Manitoba Childe Roland

LAST night a January wind was ripping at the shingles
    over our house and whistling a wolf song under the
    eaves.
  I sat in a leather rocker and read to a six-year-old girl
    the Browning poem, Childe Roland to the Dark
     Tower Came.
  And her eyes had the haze of autumn hills and it was
    beautiful to her and she could not understand.
  A man is crossing a big prairie, says the poem, and
    nothing happens—and he goes on and on—and it’s
    all lonesome and empty and nobody home.

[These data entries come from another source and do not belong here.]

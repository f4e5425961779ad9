use crate::models::{Area, TransportStop};

/// Mean Earth radius in kilometres.
const EARTH_RADIUS_KM: f64 = 6371.0;

/// Haversine great-circle distance in kilometres between two WGS84
/// coordinates. Coordinates are assumed validated at ingestion; out-of-range
/// input still yields a numeric result.
pub fn distance_km(lat_a: f64, lon_a: f64, lat_b: f64, lon_b: f64) -> f64 {
    let d_lat = (lat_b - lat_a).to_radians();
    let d_lon = (lon_b - lon_a).to_radians();
    let a = (d_lat / 2.0).sin().powi(2)
        + lat_a.to_radians().cos() * lat_b.to_radians().cos() * (d_lon / 2.0).sin().powi(2);
    let c = 2.0 * a.sqrt().atan2((1.0 - a).sqrt());
    EARTH_RADIUS_KM * c
}

/// Distance from an area to its nearest transit stop.
///
/// Returns infinity when no stops are loaded, so a missing transport dataset
/// fails any finite proximity filter instead of passing everything. Linear
/// scan; the datasets are city-level (low thousands of stops at most).
pub fn min_distance_to_transport(area: &Area, stops: &[TransportStop]) -> f64 {
    stops
        .iter()
        .map(|stop| distance_km(area.latitude, area.longitude, stop.latitude, stop.longitude))
        .fold(f64::INFINITY, f64::min)
}

#[cfg(test)]
mod tests {
    use super::*;
    use crate::engine::testutil::{area, stop};
    use approx::assert_relative_eq;

    #[test]
    fn distance_is_symmetric() {
        let ab = distance_km(25.27, 55.31, 59.31, 18.07);
        let ba = distance_km(59.31, 18.07, 25.27, 55.31);
        assert_relative_eq!(ab, ba, max_relative = 1e-12);
    }

    #[test]
    fn identical_points_are_zero_apart() {
        assert_relative_eq!(distance_km(25.27, 55.31, 25.27, 55.31), 0.0);
    }

    #[test]
    fn deira_to_union_is_under_two_km() {
        let d = distance_km(25.27, 55.31, 25.26, 55.30);
        assert!(d > 1.0 && d < 2.0, "got {d}");
    }

    #[test]
    fn nearest_stop_wins() {
        let deira = area("Deira", 40_000.0, 0.8, 25.27, 55.31);
        let stops = vec![
            stop("Far", 25.50, 55.60),
            stop("Union", 25.26, 55.30),
        ];
        let d = min_distance_to_transport(&deira, &stops);
        assert_relative_eq!(
            d,
            distance_km(25.27, 55.31, 25.26, 55.30),
            max_relative = 1e-12
        );
    }

    #[test]
    fn no_stops_means_infinite_distance() {
        let deira = area("Deira", 40_000.0, 0.8, 25.27, 55.31);
        assert_eq!(min_distance_to_transport(&deira, &[]), f64::INFINITY);
    }
}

  And he goes on and on—and nothing happens—and he
    comes on a horse’s skull, dry bones of a dead horse—
    and you know more than ever it’s all lonesome and
    empty and nobody home.
  And the man raises a horn to his lips and blows—he
    fixes a proud neck and forehead toward the empty
    sky and the empty land—and blows one last wonder–
    cry.
  And as the shuttling automatic memory of man clicks
    off its results willy-nilly and inevitable as the snick
    of a mouse-trap or the trajectory of a 42-centimetre
    projectile,
  I flash to the form of a man to his hips in snow drifts
    of Manitoba and Minnesota—in the sled derby run
    from Winnipeg to Minneapolis.
  He is beaten in the race the first day out of Winnipeg—
    the lead dog is eaten by four team mates—and the
    man goes on and on—running while the other racers
    ride, running while the other racers sleep—
 Lost in a blizzard twenty-four hours, repeating a circle
    of travel hour after hour—fighting the dogs who
    dig holes in the snow and whimper for sleep—
    pushing on—running and walking five hundred
    miles to the end of the race—almost a winner—one
    toe frozen, feet blistered and frost-bitten.
 
And I know why a thousand young men of the North–
    west meet him in the finishing miles and yell cheers
   —I know why judges of the race call him a winner
    and give him a special prize even though he is a
    loser.
 I know he kept under his shirt and around his thudding
    heart amid the blizzards of five hundred miles that
    one last wonder-cry of Childe Roland—and I told
    the six year old girl about it.
 And while the January wind was ripping at the shingles
    and whistling a wolf song under the eaves, her eyes
    had the haze of autumn hills and it was beautiful
    to her and she could not understand.